■ Problem to solve
The number of lines containing "false" is the only answer wanted; work it out from the entries below.

■ Given records
-*-*-
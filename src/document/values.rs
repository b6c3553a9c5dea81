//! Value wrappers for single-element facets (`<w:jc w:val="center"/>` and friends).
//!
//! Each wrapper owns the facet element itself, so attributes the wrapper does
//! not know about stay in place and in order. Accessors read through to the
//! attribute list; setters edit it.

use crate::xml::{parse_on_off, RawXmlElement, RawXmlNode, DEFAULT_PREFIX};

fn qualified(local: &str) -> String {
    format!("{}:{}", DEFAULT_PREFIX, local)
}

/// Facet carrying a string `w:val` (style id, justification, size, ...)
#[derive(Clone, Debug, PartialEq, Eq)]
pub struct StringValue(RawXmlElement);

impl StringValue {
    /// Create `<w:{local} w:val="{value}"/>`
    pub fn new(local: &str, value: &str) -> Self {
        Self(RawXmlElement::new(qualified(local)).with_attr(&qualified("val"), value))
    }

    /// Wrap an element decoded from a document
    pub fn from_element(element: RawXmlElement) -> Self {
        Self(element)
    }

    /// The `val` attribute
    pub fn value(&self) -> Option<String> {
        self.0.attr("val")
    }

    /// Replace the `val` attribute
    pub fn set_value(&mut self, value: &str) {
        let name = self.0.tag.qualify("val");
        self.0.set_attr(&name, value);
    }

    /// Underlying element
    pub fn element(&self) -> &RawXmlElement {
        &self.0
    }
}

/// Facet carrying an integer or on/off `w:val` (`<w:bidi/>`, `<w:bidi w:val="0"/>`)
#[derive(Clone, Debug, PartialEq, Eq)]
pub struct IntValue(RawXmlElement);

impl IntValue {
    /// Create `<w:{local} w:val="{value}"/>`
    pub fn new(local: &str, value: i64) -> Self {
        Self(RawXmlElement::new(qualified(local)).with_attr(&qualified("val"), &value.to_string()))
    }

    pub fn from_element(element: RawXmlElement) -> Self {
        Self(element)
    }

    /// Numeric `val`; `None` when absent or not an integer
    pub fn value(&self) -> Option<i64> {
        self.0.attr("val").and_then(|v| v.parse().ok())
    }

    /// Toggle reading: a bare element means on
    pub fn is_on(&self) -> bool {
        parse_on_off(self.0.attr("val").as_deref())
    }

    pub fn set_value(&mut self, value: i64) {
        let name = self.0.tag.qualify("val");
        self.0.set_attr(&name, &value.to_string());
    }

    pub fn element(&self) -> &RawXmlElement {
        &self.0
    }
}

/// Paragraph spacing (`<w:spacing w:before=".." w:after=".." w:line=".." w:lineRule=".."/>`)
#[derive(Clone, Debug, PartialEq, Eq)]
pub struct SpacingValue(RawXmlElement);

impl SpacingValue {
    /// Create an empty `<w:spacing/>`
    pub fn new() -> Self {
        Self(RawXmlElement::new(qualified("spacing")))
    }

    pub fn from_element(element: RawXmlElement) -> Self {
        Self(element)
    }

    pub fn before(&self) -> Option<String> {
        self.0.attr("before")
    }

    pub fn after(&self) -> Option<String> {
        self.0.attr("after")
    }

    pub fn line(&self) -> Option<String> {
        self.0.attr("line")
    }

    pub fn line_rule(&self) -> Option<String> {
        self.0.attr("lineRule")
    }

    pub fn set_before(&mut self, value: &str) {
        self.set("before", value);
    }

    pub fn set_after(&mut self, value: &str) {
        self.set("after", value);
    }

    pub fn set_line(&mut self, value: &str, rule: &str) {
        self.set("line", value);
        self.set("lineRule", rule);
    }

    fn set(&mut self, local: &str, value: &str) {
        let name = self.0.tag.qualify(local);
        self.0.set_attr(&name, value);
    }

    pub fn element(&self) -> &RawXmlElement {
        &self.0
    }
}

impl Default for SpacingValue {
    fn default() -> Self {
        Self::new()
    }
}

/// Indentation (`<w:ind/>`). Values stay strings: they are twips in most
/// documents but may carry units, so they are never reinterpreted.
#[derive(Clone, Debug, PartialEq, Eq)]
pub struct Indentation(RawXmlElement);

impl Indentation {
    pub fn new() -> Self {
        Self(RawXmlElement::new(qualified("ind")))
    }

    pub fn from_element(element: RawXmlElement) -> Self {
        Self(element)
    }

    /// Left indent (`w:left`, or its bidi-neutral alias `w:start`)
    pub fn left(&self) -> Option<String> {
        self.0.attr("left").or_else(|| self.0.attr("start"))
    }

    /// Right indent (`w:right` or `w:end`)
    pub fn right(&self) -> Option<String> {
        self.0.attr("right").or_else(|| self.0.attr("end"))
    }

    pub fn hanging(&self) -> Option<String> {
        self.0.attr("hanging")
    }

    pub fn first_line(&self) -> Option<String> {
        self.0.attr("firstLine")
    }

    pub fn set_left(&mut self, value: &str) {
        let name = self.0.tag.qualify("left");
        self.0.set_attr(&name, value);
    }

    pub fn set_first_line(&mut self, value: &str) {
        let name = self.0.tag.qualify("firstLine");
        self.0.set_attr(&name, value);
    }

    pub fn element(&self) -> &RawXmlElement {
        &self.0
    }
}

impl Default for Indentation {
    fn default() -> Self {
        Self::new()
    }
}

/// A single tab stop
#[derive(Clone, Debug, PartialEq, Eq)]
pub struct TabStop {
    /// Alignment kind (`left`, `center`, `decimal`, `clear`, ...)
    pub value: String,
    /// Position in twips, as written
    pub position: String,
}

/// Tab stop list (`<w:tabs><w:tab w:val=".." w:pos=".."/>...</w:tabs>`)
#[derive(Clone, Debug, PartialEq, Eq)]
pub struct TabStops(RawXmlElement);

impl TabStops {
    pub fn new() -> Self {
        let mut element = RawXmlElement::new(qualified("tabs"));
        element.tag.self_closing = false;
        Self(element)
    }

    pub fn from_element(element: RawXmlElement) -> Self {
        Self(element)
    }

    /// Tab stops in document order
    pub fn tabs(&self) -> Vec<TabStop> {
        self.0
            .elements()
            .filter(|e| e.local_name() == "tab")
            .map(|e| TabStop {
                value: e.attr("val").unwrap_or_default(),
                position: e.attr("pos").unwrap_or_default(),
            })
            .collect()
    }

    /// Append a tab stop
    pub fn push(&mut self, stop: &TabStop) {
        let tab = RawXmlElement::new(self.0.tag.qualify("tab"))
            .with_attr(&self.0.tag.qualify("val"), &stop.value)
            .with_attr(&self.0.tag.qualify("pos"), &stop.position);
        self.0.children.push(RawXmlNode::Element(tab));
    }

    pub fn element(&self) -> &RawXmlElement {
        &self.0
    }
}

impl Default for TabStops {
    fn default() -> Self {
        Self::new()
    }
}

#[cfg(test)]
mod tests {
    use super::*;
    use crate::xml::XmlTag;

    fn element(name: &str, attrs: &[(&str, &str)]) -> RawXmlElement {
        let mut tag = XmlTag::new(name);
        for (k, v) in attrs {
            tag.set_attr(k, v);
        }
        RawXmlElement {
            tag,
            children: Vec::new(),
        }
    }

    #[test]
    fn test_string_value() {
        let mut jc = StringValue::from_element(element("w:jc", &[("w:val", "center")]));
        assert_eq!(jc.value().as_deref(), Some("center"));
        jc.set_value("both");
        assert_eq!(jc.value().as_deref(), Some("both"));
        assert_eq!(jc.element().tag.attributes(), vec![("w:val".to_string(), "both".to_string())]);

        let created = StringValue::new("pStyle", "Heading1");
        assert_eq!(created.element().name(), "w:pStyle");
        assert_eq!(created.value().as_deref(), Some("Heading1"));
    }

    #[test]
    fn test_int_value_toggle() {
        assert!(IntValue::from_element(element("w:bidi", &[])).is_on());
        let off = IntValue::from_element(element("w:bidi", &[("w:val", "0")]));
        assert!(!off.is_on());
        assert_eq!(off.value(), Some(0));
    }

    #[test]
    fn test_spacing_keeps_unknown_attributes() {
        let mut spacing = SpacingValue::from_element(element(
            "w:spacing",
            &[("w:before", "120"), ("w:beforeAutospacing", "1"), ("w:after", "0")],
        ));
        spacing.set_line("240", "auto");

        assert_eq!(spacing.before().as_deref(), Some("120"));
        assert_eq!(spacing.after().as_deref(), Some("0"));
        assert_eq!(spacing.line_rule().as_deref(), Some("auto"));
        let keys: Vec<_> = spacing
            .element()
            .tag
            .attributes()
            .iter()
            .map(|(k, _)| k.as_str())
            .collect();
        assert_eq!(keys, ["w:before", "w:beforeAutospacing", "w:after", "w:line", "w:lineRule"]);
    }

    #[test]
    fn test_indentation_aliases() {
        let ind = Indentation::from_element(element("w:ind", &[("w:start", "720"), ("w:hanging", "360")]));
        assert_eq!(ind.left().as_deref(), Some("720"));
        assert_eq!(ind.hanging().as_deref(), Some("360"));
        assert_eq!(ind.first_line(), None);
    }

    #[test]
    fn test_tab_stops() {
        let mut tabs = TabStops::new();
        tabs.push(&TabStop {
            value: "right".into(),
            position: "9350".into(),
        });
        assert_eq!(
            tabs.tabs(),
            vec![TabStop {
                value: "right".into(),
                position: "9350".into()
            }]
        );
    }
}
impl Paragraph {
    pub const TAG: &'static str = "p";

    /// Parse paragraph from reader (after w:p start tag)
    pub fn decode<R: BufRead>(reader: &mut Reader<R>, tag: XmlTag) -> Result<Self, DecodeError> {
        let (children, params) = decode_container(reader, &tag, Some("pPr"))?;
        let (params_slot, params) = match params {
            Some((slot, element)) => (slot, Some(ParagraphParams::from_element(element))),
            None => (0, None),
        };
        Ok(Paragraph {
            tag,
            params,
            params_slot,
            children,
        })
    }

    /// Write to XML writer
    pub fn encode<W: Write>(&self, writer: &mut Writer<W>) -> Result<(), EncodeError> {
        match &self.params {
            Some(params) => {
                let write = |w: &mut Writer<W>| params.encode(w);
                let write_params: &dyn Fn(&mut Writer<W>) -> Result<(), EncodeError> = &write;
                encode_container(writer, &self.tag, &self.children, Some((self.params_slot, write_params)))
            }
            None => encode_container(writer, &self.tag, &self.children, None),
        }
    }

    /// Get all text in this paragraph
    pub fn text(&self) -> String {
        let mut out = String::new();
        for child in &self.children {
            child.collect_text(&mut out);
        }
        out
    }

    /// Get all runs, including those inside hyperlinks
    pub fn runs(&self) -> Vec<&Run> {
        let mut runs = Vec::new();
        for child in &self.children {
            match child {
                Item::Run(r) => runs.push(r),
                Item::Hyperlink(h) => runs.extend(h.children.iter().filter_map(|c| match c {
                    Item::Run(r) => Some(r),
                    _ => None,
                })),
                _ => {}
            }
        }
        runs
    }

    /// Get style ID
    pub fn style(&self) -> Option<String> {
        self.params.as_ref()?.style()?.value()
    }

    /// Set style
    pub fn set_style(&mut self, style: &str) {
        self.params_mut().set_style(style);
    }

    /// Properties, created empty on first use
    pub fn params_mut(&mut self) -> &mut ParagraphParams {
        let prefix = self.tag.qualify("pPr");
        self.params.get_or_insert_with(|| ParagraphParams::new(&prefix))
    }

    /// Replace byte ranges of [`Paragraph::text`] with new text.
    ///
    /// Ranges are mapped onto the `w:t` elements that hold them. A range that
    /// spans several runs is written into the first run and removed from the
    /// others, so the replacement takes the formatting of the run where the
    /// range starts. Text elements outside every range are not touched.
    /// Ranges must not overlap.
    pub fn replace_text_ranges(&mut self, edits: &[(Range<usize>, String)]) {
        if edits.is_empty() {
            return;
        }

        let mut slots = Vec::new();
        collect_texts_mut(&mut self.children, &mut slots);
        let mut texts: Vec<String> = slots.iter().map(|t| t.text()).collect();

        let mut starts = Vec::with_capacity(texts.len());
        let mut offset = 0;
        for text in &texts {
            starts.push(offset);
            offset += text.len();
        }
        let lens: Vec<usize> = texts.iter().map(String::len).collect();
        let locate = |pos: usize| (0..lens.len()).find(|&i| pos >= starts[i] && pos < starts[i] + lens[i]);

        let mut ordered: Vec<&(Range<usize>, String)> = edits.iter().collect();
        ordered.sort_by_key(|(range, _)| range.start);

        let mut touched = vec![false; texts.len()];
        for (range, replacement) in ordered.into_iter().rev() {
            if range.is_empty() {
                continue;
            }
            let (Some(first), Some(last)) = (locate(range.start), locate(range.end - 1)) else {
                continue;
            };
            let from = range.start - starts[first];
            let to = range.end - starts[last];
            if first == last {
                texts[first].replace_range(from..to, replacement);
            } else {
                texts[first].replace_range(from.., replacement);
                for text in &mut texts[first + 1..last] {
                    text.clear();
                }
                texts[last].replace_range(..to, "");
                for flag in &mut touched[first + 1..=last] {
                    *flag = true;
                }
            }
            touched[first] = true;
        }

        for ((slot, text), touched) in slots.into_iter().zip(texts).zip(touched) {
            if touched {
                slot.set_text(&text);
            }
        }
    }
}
-*-*-
■ Solution for this task
2